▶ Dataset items
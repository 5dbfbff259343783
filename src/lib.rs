//! Query orchestration core for a cloud-architecture question-answering
//! assistant.
//!
//! A query travels through six subsystems, in order:
//!
//! 1. [`classifier`] — admission: is this in-scope for cloud architecture?
//! 2. [`clarification`] — is the query under-specified enough to ask back?
//! 3. [`session`] — conversation history, read and appended around a call.
//! 4. [`retrieval`] — fallback-to-web-search decisions over retrieved chunks.
//! 5. [`orchestrator`] — the staged pipeline itself: retrieve, web search,
//!    synthesize, each under its own slice of an end-to-end deadline, with
//!    degraded responses when a stage fails or time runs out.
//! 6. [`feedback`] — a background actor that retunes [`domain::Parameters`]
//!    from accumulated verdicts.
//!
//! [`config`] loads the layered runtime configuration; [`logging`] wires up
//! structured tracing and request/error telemetry; [`sanitize`] redacts
//! secrets before anything is logged or persisted; [`webhook`] validates
//! inbound webhook signatures; [`error`] is the crate-wide error type.

pub mod classifier;
pub mod clarification;
pub mod config;
pub mod domain;
pub mod error;
pub mod feedback;
pub mod logging;
pub mod orchestrator;
pub mod retrieval;
pub mod sanitize;
pub mod session;
pub mod webhook;

pub use domain::{Category, ClassificationResult, OrchestrationResult, Parameters, Query};
pub use error::{CoreError, CoreResult};
pub use orchestrator::{Orchestrator, OrchestratorConfig};

/// Current version of the query orchestration core.
pub const VERSION: &str = env!("CARGO_PKG_VERSION");
//! Prometheus metrics endpoint.
//!
//! Exposes scheduler metrics in Prometheus text format at `GET /metrics`.

use std::sync::Arc;

use axum::{
    http::{header, StatusCode},
    response::{IntoResponse, Response},
    routing::get,
    Router,
};

use crate::metrics::render_metrics;
use crate::state::AppState;

/// GET /metrics - Prometheus metrics endpoint.
///
/// Returns 503 Service Unavailable if metrics are not initialized.
pub async fn metrics_handler() -> Response {
    match render_metrics() {
        Some(output) => (
            StatusCode::OK,
            [(header::CONTENT_TYPE, "text/plain; version=0.0.4; charset=utf-8")],
            output,
        )
            .into_response(),
        None => (StatusCode::SERVICE_UNAVAILABLE, "Metrics not initialized").into_response(),
    }
}

/// Create the metrics routes router.
///
/// Note: This router does NOT use the `/api` prefix since `/metrics` is a
/// standard Prometheus endpoint path.
pub fn router() -> Router<Arc<AppState>> {
    Router::new().route("/metrics", get(metrics_handler))
}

▶ Work item
The output is every entry, printed exactly as it reads.

▶ Response
repository 5dbfbff259343783
filename src/lib.rs
//! Query orchestration core for a cloud-architecture question-answering
//! assistant.
//!
//! A query travels through six subsystems, in order:
//!
//! 1. [`classifier`] — admission: is this in-scope for cloud architecture?
//! 2. [`clarification`] — is the query under-specified enough to ask back?
//! 3. [`session`] — conversation history, read and appended around a call.
//! 4. [`retrieval`] — fallback-to-web-search decisions over retrieved chunks.
//! 5. [`orchestrator`] — the staged pipeline itself: retrieve, web search,
//!    synthesize, each under its own slice of an end-to-end deadline, with
//!    degraded responses when a stage fails or time runs out.
//! 6. [`feedback`] — a background actor that retunes [`domain::Parameters`]
//!    from accumulated verdicts.
//!
//! [`config`] loads the layered runtime configuration; [`logging`] wires up
//! structured tracing and request/error telemetry; [`sanitize`] redacts
//! secrets before anything is logged or persisted; [`webhook`] validates
//! inbound webhook signatures; [`error`] is the crate-wide error type.

pub mod classifier;
pub mod clarification;
pub mod config;
pub mod domain;
pub mod error;
pub mod feedback;
pub mod logging;
pub mod orchestrator;
pub mod retrieval;
pub mod sanitize;
pub mod session;
pub mod webhook;

pub use domain::{Category, ClassificationResult, OrchestrationResult, Parameters, Query};
pub use error::{CoreError, CoreResult};
pub use orchestrator::{Orchestrator, OrchestratorConfig};

/// Current version of the query orchestration core.
pub const VERSION: &str = env!("CARGO_PKG_VERSION");
//! Prometheus metrics endpoint.
//!
//! Exposes scheduler metrics in Prometheus text format at `GET /metrics`.

use std::sync::Arc;

use axum::{
    http::{header, StatusCode},
    response::{IntoResponse, Response},
    routing::get,
    Router,
};

use crate::metrics::render_metrics;
use crate::state::AppState;

/// GET /metrics - Prometheus metrics endpoint.
///
/// Returns 503 Service Unavailable if metrics are not initialized.
pub async fn metrics_handler() -> Response {
    match render_metrics() {
        Some(output) => (
            StatusCode::OK,
            [(header::CONTENT_TYPE, "text/plain; version=0.0.4; charset=utf-8")],
            output,
        )
            .into_response(),
        None => (StatusCode::SERVICE_UNAVAILABLE, "Metrics not initialized").into_response(),
    }
}

/// Create the metrics routes router.
///
/// Note: This router does NOT use the `/api` prefix since `/metrics` is a
/// standard Prometheus endpoint path.
pub fn router() -> Router<Arc<AppState>> {
    Router::new().route("/metrics", get(metrics_handler))
}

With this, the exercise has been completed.